A rigor di logica, dunque, e al netto delle numerosissime discrepanze, incongruenze, strane coincidenze e quant'altro divulgate da siti e blog di controinformazione cosiddetti complottisti, è del tutto ragionevole interpretare la lunga sequenza di attacchi terroristici che stanno insanguinando l'Europa come episodi di uno scontro in atto tra le potenze imperialistiche occidentali. Uno scontro nel quale rischiamo di essere coinvolti anche noi, senza che la stragrande maggioranza dell'opinione pubblica ne sia consapevole. Un esempio tra tanti: solo chi segue gli eventi con un minimo di attenzione e di metodo è informato del fatto che circa 900 soldati italiani, 700 dei quali del corpo di élite della Folgore, sono già schierati in Libia a sostegno del regime di Tripoli governato da Sarraj e appoggiato dagli USA, contro il regime di Tobruk governato dal generale Haftar e appoggiato dalla Russia. L'invio del nostro corpo di spedizione è stato deciso dopo l'iniziativa dei cari cuginetti d'oltralpe che, tramite i buoni uffici dell'europeista Macron (daie a ride) cercano di rientrare in gioco su un teatro nel quale, a dispetto del loro protagonismo nella guerra a Gheddafi, hanno ottenuto finora meno di quel che speravano.

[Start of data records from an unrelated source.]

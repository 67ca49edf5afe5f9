//! Alchemy Modular Account v2 under EIP-7702.
//!
//! The owner EOA delegates to the Modular Account v2 implementation; gas is
//! sponsored by an Alchemy Gas Manager policy. One API-key-bearing RPC URL
//! serves bundler, paymaster and node methods.

use crate::client::{
	delegation_authorization, ensure_entry_point, AccountFlavor, BundlerClient,
	BundlerClientParts, ReceiptPolling,
};
use crate::constants::{DUMMY_ECDSA_SIGNATURE, MODULAR_ACCOUNT_V2_7702};
use crate::user_operation::{encode_erc6900_execute, Call};
use crate::{
	log_unsupported, GaslessError, ProviderFactory, ProviderRegistry, SmartAccountClient,
	SmartAccountProvider, UnsupportedReason,
};
use alloy_primitives::{Bytes, U256};
use async_trait::async_trait;
use grants_account::SigningAccount;
use grants_types::{
	parse_quantity, ChainGaslessConfig, ImplementationRegistry, JsonRpcTransport,
	ProviderCredentials, ProviderKind, RpcConnector,
};
use serde_json::json;
use std::sync::Arc;
use tracing::instrument;

/// Signature prefix selecting the account's fallback (owner) validation.
const FALLBACK_SIGNATURE_PREFIX: [u8; 2] = [0xff, 0x00];

/// Alchemy network names for the chains the provider serves.
pub fn network_name(chain_id: u64) -> Option<&'static str> {
	match chain_id {
		1 => Some("eth-mainnet"),
		10 => Some("opt-mainnet"),
		137 => Some("polygon-mainnet"),
		8453 => Some("base-mainnet"),
		42161 => Some("arb-mainnet"),
		42220 => Some("celo-mainnet"),
		84532 => Some("base-sepolia"),
		11155111 => Some("eth-sepolia"),
		11155420 => Some("opt-sepolia"),
		_ => None,
	}
}

fn with_fallback_prefix(signature: &[u8]) -> Bytes {
	let mut out = FALLBACK_SIGNATURE_PREFIX.to_vec();
	out.extend_from_slice(signature);
	out.into()
}

/// Modular Account v2: ERC-6900 calls, prefixed signatures, Rundler fees.
struct ModularAccountFlavor;

#[async_trait]
impl AccountFlavor for ModularAccountFlavor {
	fn encode_calls(&self, calls: &[Call]) -> Bytes {
		encode_erc6900_execute(calls)
	}

	fn stub_signature(&self) -> Bytes {
		with_fallback_prefix(&DUMMY_ECDSA_SIGNATURE)
	}

	fn format_signature(&self, signature: Bytes) -> Bytes {
		with_fallback_prefix(&signature)
	}

	async fn fees(
		&self,
		bundler: &dyn JsonRpcTransport,
		chain: &dyn JsonRpcTransport,
	) -> Result<(U256, U256), GaslessError> {
		let priority = bundler
			.request("rundler_maxPriorityFeePerGas", json!([]))
			.await?;
		let priority = parse_quantity(&priority)?;
		let gas_price = parse_quantity(&chain.request("eth_gasPrice", json!([])).await?)?;

		// Base fee headroom of 50% over the current gas price.
		let max_fee = (gas_price * U256::from(3) / U256::from(2)).max(priority);
		Ok((max_fee, priority))
	}
}

/// Alchemy smart account provider.
pub struct AlchemyProvider {
	connector: Arc<dyn RpcConnector>,
	polling: ReceiptPolling,
}

impl AlchemyProvider {
	pub fn new(connector: Arc<dyn RpcConnector>) -> Self {
		Self {
			connector,
			polling: ReceiptPolling::default(),
		}
	}

	pub fn with_polling(mut self, polling: ReceiptPolling) -> Self {
		self.polling = polling;
		self
	}
}

#[async_trait]
impl SmartAccountProvider for AlchemyProvider {
	fn kind(&self) -> ProviderKind {
		ProviderKind::Alchemy
	}

	#[instrument(skip_all, fields(provider = "alchemy", chain_id = chain_id))]
	async fn create_client(
		&self,
		chain_id: u64,
		account: Arc<dyn SigningAccount>,
		config: &ChainGaslessConfig,
	) -> Result<Option<Box<dyn SmartAccountClient>>, GaslessError> {
		let kind = self.kind();
		if !config.enabled {
			log_unsupported(kind, chain_id, UnsupportedReason::Disabled);
			return Ok(None);
		}
		let policy_id = match &config.credentials {
			ProviderCredentials::Alchemy {
				policy_id: Some(id),
			} if !id.trim().is_empty() => id.clone(),
			_ => {
				log_unsupported(kind, chain_id, UnsupportedReason::MissingCredentials);
				return Ok(None);
			},
		};
		let rpc_url = match &config.rpc_url {
			Some(url) if !url.is_blank() => url,
			_ => {
				log_unsupported(kind, chain_id, UnsupportedReason::MissingCredentials);
				return Ok(None);
			},
		};
		let Some(network) = network_name(chain_id) else {
			log_unsupported(kind, chain_id, UnsupportedReason::UnmappedChain);
			return Ok(None);
		};
		if !account.supports_raw_signing() {
			log_unsupported(kind, chain_id, UnsupportedReason::UnsupportedSigningCapability);
			return Ok(None);
		}

		let wrap = |e: GaslessError| GaslessError::provider(kind, chain_id, e);

		let transport = self
			.connector
			.connect(rpc_url.expose_secret())
			.map_err(|e| GaslessError::provider(kind, chain_id, e))?;
		ensure_entry_point(transport.as_ref()).await.map_err(wrap)?;

		let owner = account.address();
		let authorization = delegation_authorization(
			transport.as_ref(),
			account.as_ref(),
			MODULAR_ACCOUNT_V2_7702,
			chain_id,
		)
		.await
		.map_err(wrap)?;

		tracing::info!(
			owner = %owner,
			network = network,
			"Created Alchemy modular account client"
		);

		Ok(Some(Box::new(BundlerClient::new(BundlerClientParts {
			provider: kind,
			chain_id,
			sender: owner,
			account,
			bundler: transport.clone(),
			paymaster: transport.clone(),
			chain: transport,
			flavor: Box::new(ModularAccountFlavor),
			deployment: None,
			authorization,
			paymaster_context: json!({ "policyId": policy_id }),
			polling: self.polling,
		}))))
	}
}

/// Factory function to create the Alchemy provider.
pub fn create_provider(connector: Arc<dyn RpcConnector>) -> Box<dyn SmartAccountProvider> {
	Box::new(AlchemyProvider::new(connector))
}

/// Registry for the Alchemy provider implementation.
pub struct Registry;

impl ImplementationRegistry for Registry {
	const NAME: &'static str = "alchemy";
	type Factory = ProviderFactory;

	fn factory() -> Self::Factory {
		create_provider
	}
}

impl ProviderRegistry for Registry {}

#[cfg(test)]
mod tests {
	use super::*;
	use crate::constants::ENTRY_POINT_V07;
	use alloy_primitives::{Address, B256};
	use grants_account::implementations::{local::LocalAccount, remote::RemoteAccount};
	use grants_types::testing::{ScriptedConnector, ScriptedTransport};
	use serde_json::Value;
	use std::time::Duration;

	const KEY: &str = "0xac0974bec39a17e36ba4a6b4d238ff944bacb478cbed5efcae784d7bf4f2ff80";
	const RPC_URL: &str = "https://celo-mainnet.g.alchemy.com/v2/key";

	fn config(chain_id: u64, policy_id: Option<&str>) -> ChainGaslessConfig {
		ChainGaslessConfig {
			chain_id,
			rpc_url: Some(RPC_URL.into()),
			enabled: true,
			use_eip7702: true,
			credentials: ProviderCredentials::Alchemy {
				policy_id: policy_id.map(str::to_string),
			},
		}
	}

	fn local() -> Arc<dyn SigningAccount> {
		Arc::new(LocalAccount::from_private_key(KEY).unwrap())
	}

	fn provider(transport: Arc<ScriptedTransport>) -> (AlchemyProvider, Arc<ScriptedConnector>) {
		let connector = Arc::new(ScriptedConnector::new(transport));
		let provider = AlchemyProvider::new(connector.clone()).with_polling(ReceiptPolling {
			interval: Duration::ZERO,
			attempts: 1,
		});
		(provider, connector)
	}

	#[test]
	fn test_network_names() {
		assert_eq!(network_name(42220), Some("celo-mainnet"));
		assert_eq!(network_name(10), Some("opt-mainnet"));
		assert_eq!(network_name(999), None);
	}

	#[tokio::test]
	async fn test_missing_policy_is_unsupported() {
		let transport = Arc::new(ScriptedTransport::new());
		let (provider, connector) = provider(transport);
		assert!(provider
			.create_client(42220, local(), &config(42220, None))
			.await
			.unwrap()
			.is_none());
		assert!(connector.urls().is_empty());
	}

	#[tokio::test]
	async fn test_unmapped_chain_is_unsupported() {
		let transport = Arc::new(ScriptedTransport::new());
		let (provider, connector) = provider(transport);
		assert!(provider
			.create_client(999, local(), &config(999, Some("policy")))
			.await
			.unwrap()
			.is_none());
		assert!(connector.urls().is_empty());
	}

	#[tokio::test]
	async fn test_injected_wallet_is_unsupported() {
		let transport = Arc::new(ScriptedTransport::new());
		let (provider, _) = provider(transport.clone());
		let injected: Arc<dyn SigningAccount> =
			Arc::new(RemoteAccount::new(Address::repeat_byte(1), transport.clone()));
		assert!(provider
			.create_client(42220, injected, &config(42220, Some("policy")))
			.await
			.unwrap()
			.is_none());
		assert!(transport.calls().is_empty());
	}

	#[tokio::test]
	async fn test_sponsored_operation_uses_policy_and_prefixed_signature() {
		let transport = Arc::new(
			ScriptedTransport::new()
				.on("eth_supportedEntryPoints", json!([ENTRY_POINT_V07]))
				.on("eth_getCode", json!("0x"))
				.on("eth_getTransactionCount", json!("0x0"))
				.on("eth_call", json!(format!("0x{}", "00".repeat(32))))
				.on("rundler_maxPriorityFeePerGas", json!("0x64"))
				.on("eth_gasPrice", json!("0x3e8"))
				.on(
					"pm_getPaymasterStubData",
					json!({
						"paymaster": "0x3333333333333333333333333333333333333333",
						"paymasterData": "0x01",
						"isFinal": true
					}),
				)
				.on(
					"eth_estimateUserOperationGas",
					json!({
						"preVerificationGas": "0x1",
						"verificationGasLimit": "0x2",
						"callGasLimit": "0x3",
						"paymasterVerificationGasLimit": "0x4"
					}),
				)
				.on("eth_sendUserOperation", json!(B256::repeat_byte(0x42))),
		);
		let (provider, connector) = provider(transport.clone());
		let account = local();

		let client = provider
			.create_client(42220, account.clone(), &config(42220, Some("policy-1")))
			.await
			.unwrap()
			.unwrap();
		assert_eq!(client.address(), account.address());
		assert_eq!(connector.urls(), vec![RPC_URL.to_string()]);

		let hash = client
			.send_user_operation(vec![Call {
				to: Address::repeat_byte(0x77),
				value: U256::ZERO,
				data: Bytes::new(),
			}])
			.await
			.unwrap();
		assert_eq!(hash, B256::repeat_byte(0x42));

		let stub = &transport.calls_to("pm_getPaymasterStubData")[0];
		assert_eq!(stub[3], json!({"policyId": "policy-1"}));
		assert!(transport.calls_to("pm_getPaymasterData").is_empty());

		let op = &transport.calls_to("eth_sendUserOperation")[0][0];
		let signature: Bytes = serde_json::from_value(op["signature"].clone()).unwrap();
		assert_eq!(&signature[..2], &[0xff, 0x00]);
		assert_eq!(signature.len(), 67);
		assert_eq!(op["maxPriorityFeePerGas"], json!("0x64"));
		assert_eq!(op["maxFeePerGas"], json!("0x5dc"));
		assert_eq!(op["paymasterVerificationGasLimit"], json!("0x4"));
		assert_eq!(op["eip7702Auth"]["address"], json!(MODULAR_ACCOUNT_V2_7702));
		assert_ne!(op["eip7702Auth"], Value::Null);
	}
}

Link: Nel castello con Macron. Sarraj e Haftar siglano un accordo per il cessate il fuoco in Libia e elezioni appena possibile. L'incontro su iniziativa del presidente francese. Alfano infastidito: "Sulla Libia troppe iniziative"

A sentire l'europeista (daje a ride) Macron "La crisi libica contiene due problemi ritenuti 'prioritari' dal governo francese: la lotta alla minaccia terroristica e quella contro il traffico di migranti". Non una parola, ovviamente, sul fatto che di fronte alle coste dell'Egitto è stato scoperto dall'ENI il più grande giacimento di gas mai rinvenuto nel Mar Mediterraneo (un affaruccio che, da solo, vale dai 300 ai 500 mld di €, senza considerare le ricadute in termini geopolitici legate alla possibilità/necessità di diversificare l'approvvigionamento energetico). Né un cenno al fatto che il 30% del suddetto giacimento sia stato venduto dall'ENI ai russi di Rosneft.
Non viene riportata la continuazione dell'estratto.